The site includes two areas north of Church Bay (Porth Mawr) and includes coastal heath, coastal grassland, sea cliffs and scrub habitats with a total area of 9.6 ha. Much of the area around the site is owned by the National Trust and includes the Isle of Anglesey Coastal Path.

==Importance==

The principal feature is the spotted rock-rose which favours thin acidic soils on rocky ridgelines or steep slopes. The spotted rock-rose is only known to exist in nine British locations. One location is on the Lleyn Peninsula and the remaining seven are on Holy Island, Anglesey. The flower blooms from June to August and the blooms last only a day.
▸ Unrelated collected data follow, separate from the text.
//! Natural-language query command
//!
//! Translates a request, optionally refines it, saves the pipeline as a new
//! pattern or deletes the pattern the translator saved.

use anyhow::{Result, bail};
use clap::Args;
use colored::*;
use scout_workbench::NaturalQuerySession;
use scout_workbench::natural::EXAMPLES;
use std::sync::Arc;

use super::confirmer;
use crate::config::Config;
use crate::render;

#[derive(Args)]
pub struct AskArgs {
    /// The request, e.g. "Show me all goals by Messi"
    #[arg(required_unless_present_any = ["example", "similar", "list_examples"])]
    query: Option<String>,

    /// Use one of the built-in example prompts (1-based)
    #[arg(long, conflicts_with_all = ["query", "similar"])]
    example: Option<usize>,

    /// Translate the description of a stored pattern instead
    #[arg(long, conflicts_with = "query")]
    similar: Option<String>,

    /// List the built-in example prompts
    #[arg(long)]
    list_examples: bool,

    /// Refine the translation with extra context
    #[arg(short, long)]
    refine: Option<String>,

    /// Replace the request text when refining
    #[arg(long, requires = "refine")]
    rephrase: Option<String>,

    /// Only translate, do not run the pipeline
    #[arg(long)]
    no_execute: bool,

    /// Restrict to one match
    #[arg(short, long = "match")]
    match_id: Option<String>,

    /// Maximum number of rows
    #[arg(short, long, default_value_t = scout_core::dto::pattern::DEFAULT_RESULT_LIMIT)]
    limit: u32,

    /// Print the generated pipeline
    #[arg(long)]
    show_pipeline: bool,

    /// Show every field of every row, not just the first row's
    #[arg(long)]
    all_columns: bool,

    /// Save the pipeline as a pattern; without a value the name is generated
    #[arg(short, long, num_args = 0..=1, default_missing_value = "")]
    save: Option<String>,

    /// Description for the saved pattern
    #[arg(long, requires = "save")]
    description: Option<String>,

    /// Comma-separated tags for the saved pattern
    #[arg(long, requires = "save")]
    tags: Option<String>,

    /// Delete the pattern the translator saved this request as
    #[arg(long, conflicts_with = "save")]
    delete_saved: bool,

    /// Do not ask for confirmation when deleting
    #[arg(short, long)]
    yes: bool,
}

pub async fn handle_ask(args: AskArgs, config: &Config) -> Result<()> {
    if args.list_examples {
        for (i, example) in EXAMPLES.iter().enumerate() {
            println!("  {} {}", format!("{}.", i + 1).dimmed(), example);
        }
        return Ok(());
    }

    let mut session = NaturalQuerySession::new(Arc::new(config.client()?));
    session.set_auto_execute(!args.no_execute);
    session.set_match(args.match_id.clone());
    session.set_limit(args.limit);

    let translated = if let Some(n) = args.example {
        let Some(example) = n.checked_sub(1).and_then(|i| EXAMPLES.get(i)) else {
            bail!("Example must be between 1 and {}", EXAMPLES.len());
        };
        session.use_example(example).await
    } else if let Some(name) = &args.similar {
        session.use_similar_query(name).await
    } else {
        session.set_user_query(args.query.clone().unwrap_or_default());
        session.execute_query().await
    }
    .map(|_| ());
    if let Err(e) = translated {
        render::print_notice(session.notices().current());
        return Err(e.into());
    }
    show(&session, &args);

    if let Some(hint) = &args.refine {
        session.toggle_refine_form();
        if let Some(text) = &args.rephrase {
            session.set_user_query(text.clone());
        }
        session.set_refinement_hint(hint.clone());
        println!();
        let refined = session.refine_query().await.map(|_| ());
        if let Err(e) = refined {
            render::print_notice(session.notices().current());
            return Err(e.into());
        }
        show(&session, &args);
    }

    if let Some(name) = &args.save {
        save(&mut session, name, &args).await?;
    } else if args.delete_saved {
        if session.delete_query(confirmer(args.yes)).await? {
            render::print_notice(session.notices().current());
        } else {
            println!("{}", "Cancelled.".yellow());
        }
    }
    Ok(())
}

fn show(session: &NaturalQuerySession, args: &AskArgs) {
    let Some(result) = session.result() else {
        return;
    };
    render::print_translation(result, args.show_pipeline || args.no_execute);
    render::print_notice(session.notices().current());
    if let Some(rows) = &result.results {
        println!();
        render::print_results(rows, args.all_columns);
    }
}

async fn save(session: &mut NaturalQuerySession, name: &str, args: &AskArgs) -> Result<()> {
    session.open_save_dialog();
    if !name.is_empty() {
        session.set_save_name(name);
    }
    if let Some(description) = &args.description {
        session.set_save_description(description.clone());
    }
    if let Some(tags) = &args.tags {
        session.set_save_tags(tags.clone());
    }

    println!();
    match session.save_query().await {
        Ok(_) => {
            if let Some(message) = &session.save_dialog().success {
                println!("{}", format!("✓ {}", message).green());
            }
            Ok(())
        }
        Err(e) => {
            if let Some(message) = &session.save_dialog().error {
                println!("{}", format!("✗ {}", message).red());
            }
            Err(e.into())
        }
    }
}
The flower is the county flower of Anglesey.

The conditions for the spotted rock-rose are also support a number of other species including sheep's fescue (Festuca ovina), common bent (Agrostis capillaris), squirreltail fescue (Vulpia bromoides), early hair-grass (Aira praecox), heather (Calluna vulgaris), bell heather (Erica cinerea), western gorse (Ulex gallii), spring squill (Scilla verna) and English stonecrop (Sedum anglicum).

The uncommon golden-samphire (Inula crithmoides) is found on the sea cliffs, and the prickly sedge (Carex muricata) and dodder (Cuscuta epithymum) are also found on the site.